Non è più circoscritta a piccoli circoli anti-mondialisti la critica nei confronti del movimento ambientalista di sostenere politiche anti-umane. Anche la Dottrina sociale della Chiesa, indirettamente, condanna l’errore di dimenticare la dignità dell’uomo e di metterlo in secondo piano rispetto agli animali e il resto della natura. Pensiamo sia azzeccata l’accusa rivolta contro certe forme di ambientalismo che, a volte, sono indicate col termine di “econazismo”, perché rivendicano azioni unilaterali ed invasive – se non autoritarie – per “risolvere” i problemi dell’ambiente a scapito dell’uomo e, soprattutto, dei Paesi poveri.
Particolarmente anti-umana, se non “antropofobica”, è l’idea di saggi come quello rilanciato da Repubblica secondo i quali il pianeta Terra non potrebbe ospitare più di un miliardo di esseri umani, ed in virtù della quale sarebbe auspicato un drastico ridimensionamento della popolazione.

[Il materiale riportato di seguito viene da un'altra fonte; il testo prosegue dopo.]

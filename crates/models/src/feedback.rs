use chrono::Utc;
use sea_orm::{entity::prelude::*, ConnectionTrait, Set};
use serde::{Deserialize, Serialize};

use crate::errors::ModelError;
use crate::registration;

pub const MIN_RATING: i32 = 1;
pub const MAX_RATING: i32 = 5;

#[derive(Clone, Debug, PartialEq, DeriveEntityModel, Serialize, Deserialize)]
#[sea_orm(table_name = "feedback")]
pub struct Model {
    #[sea_orm(primary_key)]
    pub id: i32,
    #[sea_orm(unique)]
    pub registration_id: i32,
    pub rating: i32,
    #[sea_orm(column_type = "Text", nullable)]
    pub comment: Option<String>,
    pub submitted_at: DateTimeWithTimeZone,
}

#[derive(Copy, Clone, Debug, EnumIter)]
pub enum Relation {
    Registration,
}

impl RelationTrait for Relation {
    fn def(&self) -> RelationDef {
        match self {
            Relation::Registration => Entity::belongs_to(registration::Entity)
                .from(Column::RegistrationId)
                .to(registration::Column::Id)
                .into(),
        }
    }
}

impl Related<registration::Entity> for Entity {
    fn to() -> RelationDef {
        Relation::Registration.def()
    }
}

impl ActiveModelBehavior for ActiveModel {}

/// Check a submitted rating and narrow it to the stored column type.
pub fn validate_rating(rating: i64) -> Result<i32, ModelError> {
    i32::try_from(rating)
        .ok()
        .filter(|r| (MIN_RATING..=MAX_RATING).contains(r))
        .ok_or_else(|| ModelError::Validation(format!("rating must be between {MIN_RATING} and {MAX_RATING}")))
}

pub async fn create(db: &impl ConnectionTrait, registration_id: i32, rating: i32, comment: Option<&str>) -> Result<Model, ModelError> {
    let rating = validate_rating(rating.into())?;
    // blank comments are stored as NULL
    let comment = comment.map(str::trim).filter(|c| !c.is_empty()).map(str::to_string);
    let am = ActiveModel {
        registration_id: Set(registration_id),
        rating: Set(rating),
        comment: Set(comment),
        submitted_at: Set(Utc::now().into()),
        ..Default::default()
    };
    Ok(am.insert(db).await?)
}

pub async fn find_by_registration(db: &impl ConnectionTrait, registration_id: i32) -> Result<Option<Model>, ModelError> {
    Ok(Entity::find().filter(Column::RegistrationId.eq(registration_id)).one(db).await?)
}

L’ambiente è a disposizione dell’uomo che deve conservarlo e trasformarlo rispettandone la natura e rendendolo a misura d’uomo. Quella di dimenticare l’essere umano, privilegiando ad esempio i “diritti degli animali”, è una critica molto diffusa mossa nei confronti dei movimenti ambientalisti dal c.d. ecologismo scettico promosso a partire dagli anni Novanta dallo scienziato danese Bjørn Lomborg che, ad esempio, ha sempre ripetuto a proposito di quella che definisce la “bufale” del riscaldamento globale: «noi chiediamo la soluzione giusta alle persone sbagliate: se vuoi sapere che cosa accade a causa del global warming, interpella un climatologo. Ma se vuoi sapere come affrontare i problemi causati dal global warming, chiedi a un economista. Gli ambientalisti propongono di tagliare le emissioni di CO2 senza pensare che questo distruggerà l’economia mondiale in tempo di crisi. Un economista invece consiglia di investire nella ricerca e nella tecnologia per ottenere lo stesso risultato ma spendendo meno. Mi turba che i paesi ricchi si preoccupino più degli orsi che degli uomini» (cit. in Leone Grotti, Sei contro l’ideologia del global warming? “Sei come Hitler”. Intervista a Bjørn Lomborg, in “Tempi”, 29 giugno 2012).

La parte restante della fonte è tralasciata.